◆ Data provided:
"""

//! The N-Triples data model (spec §3), shared verbatim by N-Quads.
//!
//! Every sum type here is a closed Rust `enum`: no marker traits, no
//! dynamic dispatch, exhaustive `match` at every use site (spec §9,
//! "Recursive AST with shared interfaces").

use std::fmt;

/// An absolute IRI (spec §3 `IRIReference`).
#[derive(Debug, Clone, PartialEq, Eq, PartialOrd, Ord, Hash)]
pub struct IriRef(pub String);

impl IriRef {
    /// Wraps an already-resolved absolute IRI string.
    pub fn new(iri: impl Into<String>) -> Self {
        IriRef(iri.into())
    }
}

impl fmt::Display for IriRef {
    fn fmt(&self, f: &mut fmt::Formatter) -> fmt::Result {
        write!(f, "<{}>", self.0)
    }
}

/// A blank node, scoped to one document (spec §3 `BlankNode`).
#[derive(Debug, Clone, PartialEq, Eq, PartialOrd, Ord, Hash)]
pub struct BlankNode(pub String);

impl BlankNode {
    /// Wraps a label (without the leading `_:`).
    pub fn new(label: impl Into<String>) -> Self {
        BlankNode(label.into())
    }
}

impl fmt::Display for BlankNode {
    fn fmt(&self, f: &mut fmt::Formatter) -> fmt::Result {
        write!(f, "_:{}", self.0)
    }
}

/// A lexical value with an optional datatype IRI or language tag
/// (spec §3 `Literal`). Language tag presence implies `rdf:langString`.
#[derive(Debug, Clone, PartialEq, Eq, PartialOrd, Ord, Hash)]
pub struct Literal {
    /// The lexical form, already unescaped per spec §4.5.1 where this
    /// literal is the result of Turtle evaluation, or exactly as written
    /// for a literal parsed directly as N-Triples.
    pub lexical: String,
    /// The datatype IRI, if any. `None` together with `language: None`
    /// means the consumer assumes `xsd:string`.
    pub datatype: Option<IriRef>,
    /// The language tag, if any.
    pub language: Option<String>,
}

impl Literal {
    /// A plain (`xsd:string`) literal.
    pub fn plain(lexical: impl Into<String>) -> Self {
        Literal {
            lexical: lexical.into(),
            datatype: None,
            language: None,
        }
    }
    /// A language-tagged literal.
    pub fn with_language(lexical: impl Into<String>, language: impl Into<String>) -> Self {
        Literal {
            lexical: lexical.into(),
            datatype: None,
            language: Some(language.into()),
        }
    }
    /// A datatyped literal.
    pub fn with_datatype(lexical: impl Into<String>, datatype: IriRef) -> Self {
        Literal {
            lexical: lexical.into(),
            datatype: Some(datatype),
            language: None,
        }
    }
}

impl fmt::Display for Literal {
    fn fmt(&self, f: &mut fmt::Formatter) -> fmt::Result {
        write!(f, "\"{}\"", self.lexical)?;
        if let Some(lang) = &self.language {
            write!(f, "@{}", lang)
        } else if let Some(dt) = &self.datatype {
            write!(f, "^^{}", dt)
        } else {
            Ok(())
        }
    }
}

/// A term in subject position: `IRIReference | BlankNode | (RDF-star)
/// QuotedTriple` (spec §3, §4.8).
#[derive(Debug, Clone, PartialEq, Eq)]
pub enum Subject {
    /// An absolute IRI.
    Iri(IriRef),
    /// A blank node.
    BlankNode(BlankNode),
    /// An RDF-star quoted triple used as a subject.
    QuotedTriple(Box<Triple>),
}

/// A term in object position: `IRIReference | BlankNode | Literal |
/// (RDF-star) QuotedTriple` (spec §3, §4.8).
#[derive(Debug, Clone, PartialEq, Eq)]
pub enum Object {
    /// An absolute IRI.
    Iri(IriRef),
    /// A blank node.
    BlankNode(BlankNode),
    /// A literal.
    Literal(Literal),
    /// An RDF-star quoted triple used as an object.
    QuotedTriple(Box<Triple>),
}

impl fmt::Display for Subject {
    fn fmt(&self, f: &mut fmt::Formatter) -> fmt::Result {
        match self {
            Subject::Iri(iri) => write!(f, "{}", iri),
            Subject::BlankNode(bn) => write!(f, "{}", bn),
            Subject::QuotedTriple(t) => write!(f, "<< {} >>", t),
        }
    }
}

impl fmt::Display for Object {
    fn fmt(&self, f: &mut fmt::Formatter) -> fmt::Result {
        match self {
            Object::Iri(iri) => write!(f, "{}", iri),
            Object::BlankNode(bn) => write!(f, "{}", bn),
            Object::Literal(lit) => write!(f, "{}", lit),
            Object::QuotedTriple(t) => write!(f, "<< {} >>", t),
        }
    }
}

/// One N-Triples statement: `{ subject, predicate: IRIReference, object }`
/// (spec §3 `Triple`). The predicate is always an IRI.
#[derive(Debug, Clone, PartialEq, Eq)]
pub struct Triple {
    /// The triple's subject.
    pub subject: Subject,
    /// The triple's predicate; always an absolute IRI.
    pub predicate: IriRef,
    /// The triple's object.
    pub object: Object,
}

impl fmt::Display for Triple {
    fn fmt(&self, f: &mut fmt::Formatter) -> fmt::Result {
        write!(f, "{} {} {}", self.subject, self.predicate, self.object)
    }
}

/// An ordered sequence of [`Triple`]s (spec §3 `Document (N-Triples)`).
#[derive(Debug, Clone, Default, PartialEq, Eq)]
pub struct Document(pub Vec<Triple>);

impl Document {
    /// An empty document.
    pub fn new() -> Self {
        Document(Vec::new())
    }
    /// Iterates over the document's triples in source order.
    pub fn triples(&self) -> impl Iterator<Item = &Triple> {
        self.0.iter()
    }
}

impl fmt::Display for Document {
    fn fmt(&self, f: &mut fmt::Formatter) -> fmt::Result {
        for t in &self.0 {
            writeln!(f, "{} .", t)?;
        }
        Ok(())
    }
}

"""

From the records above, quote only the lines running from the line with "absolute IRI (spec" to the line with "impl fmt::Display for IriRef", both lines included.

◆ Response box:
/// An absolute IRI (spec §3 `IRIReference`).
#[derive(Debug, Clone, PartialEq, Eq, PartialOrd, Ord, Hash)]
pub struct IriRef(pub String);

impl IriRef {
    /// Wraps an already-resolved absolute IRI string.
    pub fn new(iri: impl Into<String>) -> Self {
        IriRef(iri.into())
    }
}

impl fmt::Display for IriRef {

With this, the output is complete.